Clinical Trials System “Broken”?
FDA’s Janet Woodcock cites need for greater use of “Real World Evidence”
An official at the Food & Drug Administration (FDA) described the clinical trials system as “broken.” Speaking at a workshop at the National Academies of Sciences, Engineering, and Medicine, Janet Woodcock, director of FDA’s Center for Drug Evaluation and Research, cited the need for new ways to gather and use patient data, the use of master protocols and the development of new clinical trial networks.
As reported by Zachary Brennan in Endpoints News, a publication of the Regulatory Affairs Professionals Society (RAPS) on September 20, Woodcock believes that master protocols that “look at multiple therapies in a single disease or a single treatment in multiple diseases” need to be part of the future. She also thinks that “regulation is often just aimed at the bottom 1 percent of companies.”
While Woodcock acknowledged that the 21st Century Cures Act and the new user fee laws are likely to increase FDA’s use of what is called Real World Evidence (RWE) in some situations, she said that there has been “very little historical use of real world experience in drug regulatory decisions about effectiveness.” Using RWE to determine effectiveness is “obviously most important for incentives” for industry, according to Woodcock. However, she believes that RWE functions when there is a “big effect,” but it could be harder to determine smaller effects, because “so many biases are introduced.”

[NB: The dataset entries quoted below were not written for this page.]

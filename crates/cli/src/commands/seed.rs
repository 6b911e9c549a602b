//! Seed the catalog from a YAML file.
//!
//! # File format
//!
//! ```yaml
//! categories:
//!   - name: Mugs
//!     slug: mugs
//! products:
//!   - name: Enamel Mug
//!     slug: enamel-mug
//!     price: "12.50"
//!     category: mugs
//!     description: Stoneware, 350 ml
//!     image_url: https://cdn.example.com/mug.jpg
//!     in_stock: true
//! ```
//!
//! `category` refers to a category slug in the same file. Rows whose slug
//! already exists are left untouched, so seeding twice is harmless.

use std::collections::{HashMap, HashSet};
use std::path::Path;

use rust_decimal::Decimal;
use serde::Deserialize;
use thiserror::Error;
use tracing::{info, warn};

use shopfront_core::CategoryId;
use shopfront_storefront::gateway::{Filter, Gateway, GatewayError};
use shopfront_storefront::models::{Category, NewCategory, NewProduct, Product};

/// Errors that can occur while seeding.
#[derive(Debug, Error)]
pub enum SeedError {
    #[error("failed to read seed file: {0}")]
    Io(#[from] std::io::Error),

    #[error("invalid seed file: {0}")]
    Yaml(#[from] serde_yaml::Error),

    #[error("{count} validation errors found")]
    Invalid {
        count: usize,
        errors: Vec<String>,
    },

    #[error("gateway error: {0}")]
    Gateway(#[from] GatewayError),
}

/// Parsed seed file.
#[derive(Debug, Default, Deserialize)]
#[serde(deny_unknown_fields)]
pub struct SeedFile {
    #[serde(default)]
    pub categories: Vec<NewCategory>,
    #[serde(default)]
    pub products: Vec<SeedProduct>,
}

/// A product entry, referring to its category by slug.
#[derive(Debug, Deserialize)]
#[serde(deny_unknown_fields)]
pub struct SeedProduct {
    pub name: String,
    pub slug: String,
    pub price: Decimal,
    #[serde(default)]
    pub category: Option<String>,
    #[serde(default)]
    pub description: Option<String>,
    #[serde(default)]
    pub image_url: Option<String>,
    #[serde(default = "default_in_stock")]
    pub in_stock: bool,
}

const fn default_in_stock() -> bool {
    true
}

/// Rows written by a seed run.
#[derive(Debug, Default, Clone, Copy, PartialEq, Eq)]
pub struct SeedSummary {
    pub categories_created: usize,
    pub products_created: usize,
    pub skipped: usize,
}

/// Read and validate a seed file.
///
/// # Errors
///
/// Returns `SeedError` if the file cannot be read, parsed or validated.
pub async fn load(path: &Path) -> Result<SeedFile, SeedError> {
    let content = tokio::fs::read_to_string(path).await?;
    let file: SeedFile = serde_yaml::from_str(&content)?;

    let errors = validate(&file);
    if !errors.is_empty() {
        for err in &errors {
            warn!("  - {err}");
        }
        return Err(SeedError::Invalid {
            count: errors.len(),
            errors,
        });
    }

    info!(
        categories = file.categories.len(),
        products = file.products.len(),
        "Parsed seed file"
    );
    Ok(file)
}

/// Check a seed file for problems the database would reject.
#[must_use]
pub fn validate(file: &SeedFile) -> Vec<String> {
    let mut errors = Vec::new();

    let mut category_slugs = HashSet::new();
    for category in &file.categories {
        if category.slug.trim().is_empty() {
            errors.push(format!("category '{}' has an empty slug", category.name));
        }
        if !category_slugs.insert(category.slug.as_str()) {
            errors.push(format!("duplicate category slug '{}'", category.slug));
        }
    }

    let mut product_slugs = HashSet::new();
    for product in &file.products {
        if product.slug.trim().is_empty() {
            errors.push(format!("product '{}' has an empty slug", product.name));
        }
        if !product_slugs.insert(product.slug.as_str()) {
            errors.push(format!("duplicate product slug '{}'", product.slug));
        }
        if product.price.is_sign_negative() {
            errors.push(format!("product '{}' has a negative price", product.slug));
        }
        if let Some(category) = &product.category
            && !category_slugs.contains(category.as_str())
        {
            errors.push(format!(
                "product '{}' refers to unknown category '{category}'",
                product.slug
            ));
        }
    }

    errors
}

/// Insert the file's categories, then its products.
///
/// # Errors
///
/// Returns `SeedError::Gateway` if a backend write fails for a reason
/// other than the row already existing.
pub async fn apply<G: Gateway>(gateway: &G, file: &SeedFile) -> Result<SeedSummary, SeedError> {
    let mut summary = SeedSummary::default();
    let mut category_ids: HashMap<&str, CategoryId> = HashMap::new();

    for draft in &file.categories {
        let category = match gateway.insert::<Category>(draft).await {
            Ok(category) => {
                summary.categories_created += 1;
                category
            }
            Err(GatewayError::Conflict(_)) => {
                summary.skipped += 1;
                gateway
                    .select_one::<Category>(&Filter::new().eq("slug", &draft.slug))
                    .await?
            }
            Err(e) => return Err(e.into()),
        };
        category_ids.insert(draft.slug.as_str(), category.id);
    }

    for product in &file.products {
        let draft = NewProduct {
            name: product.name.clone(),
            slug: product.slug.clone(),
            description: product.description.clone(),
            price: product.price,
            category_id: product
                .category
                .as_deref()
                .and_then(|slug| category_ids.get(slug).copied()),
            image_url: product.image_url.clone(),
            in_stock: product.in_stock,
        };
        match gateway.insert::<Product>(&draft).await {
            Ok(created) => {
                info!(slug = %created.slug, price = %created.price, "Product created");
                summary.products_created += 1;
            }
            Err(GatewayError::Conflict(_)) => {
                info!(slug = %draft.slug, "Product exists, skipping");
                summary.skipped += 1;
            }
            Err(e) => return Err(e.into()),
        }
    }

    Ok(summary)
}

FDA Commissioner Scott Gottlieb said that the FDA must work with the healthcare system to change the way clinical information is collected in order to enable greater adoption of RWE in clinical and regulatory decisions, as reported by Brennan on September 19. As he explained, “We need to close the evidence gap between the information we use to make FDA’s decisions and the evidence increasingly used by the medical community, by payers and by others charged with making healthcare decisions. Ideally, we’d like to have a system where providers have the right incentives to enter clinically relevant information into EMRs at the point of care.”
Gottlieb acknowledged the present uncertainty among sponsors on the role RWE plays in regulatory decision making. He added that FDA must think of itself as an information curator, rather than an arbiter of information, “where a single truth standard is secured to a fixed orthodoxy.” He explained that electronic medical records frequently are organized in ways that are designed for billing, while clinically important information might be retained in unstructured notes.
Woodcock described instances in which drug developers might use RWE, including developing biomarkers, determining expanded indications and evaluating an investigational drug in a “hybrid model” that might use RWE with randomization. She added, “Let’s make generating this evidence a lot easier and randomizing within the care system as much as we can.”
While draft guidance on RWE and a new framework on using it are supposed to be released by FDA before 2021, Woodcock did not know when it would be available. In the interest of creating “a better evidence base to make product approval decisions,” FDA has promised more guidance on RWE and real world data (RWD).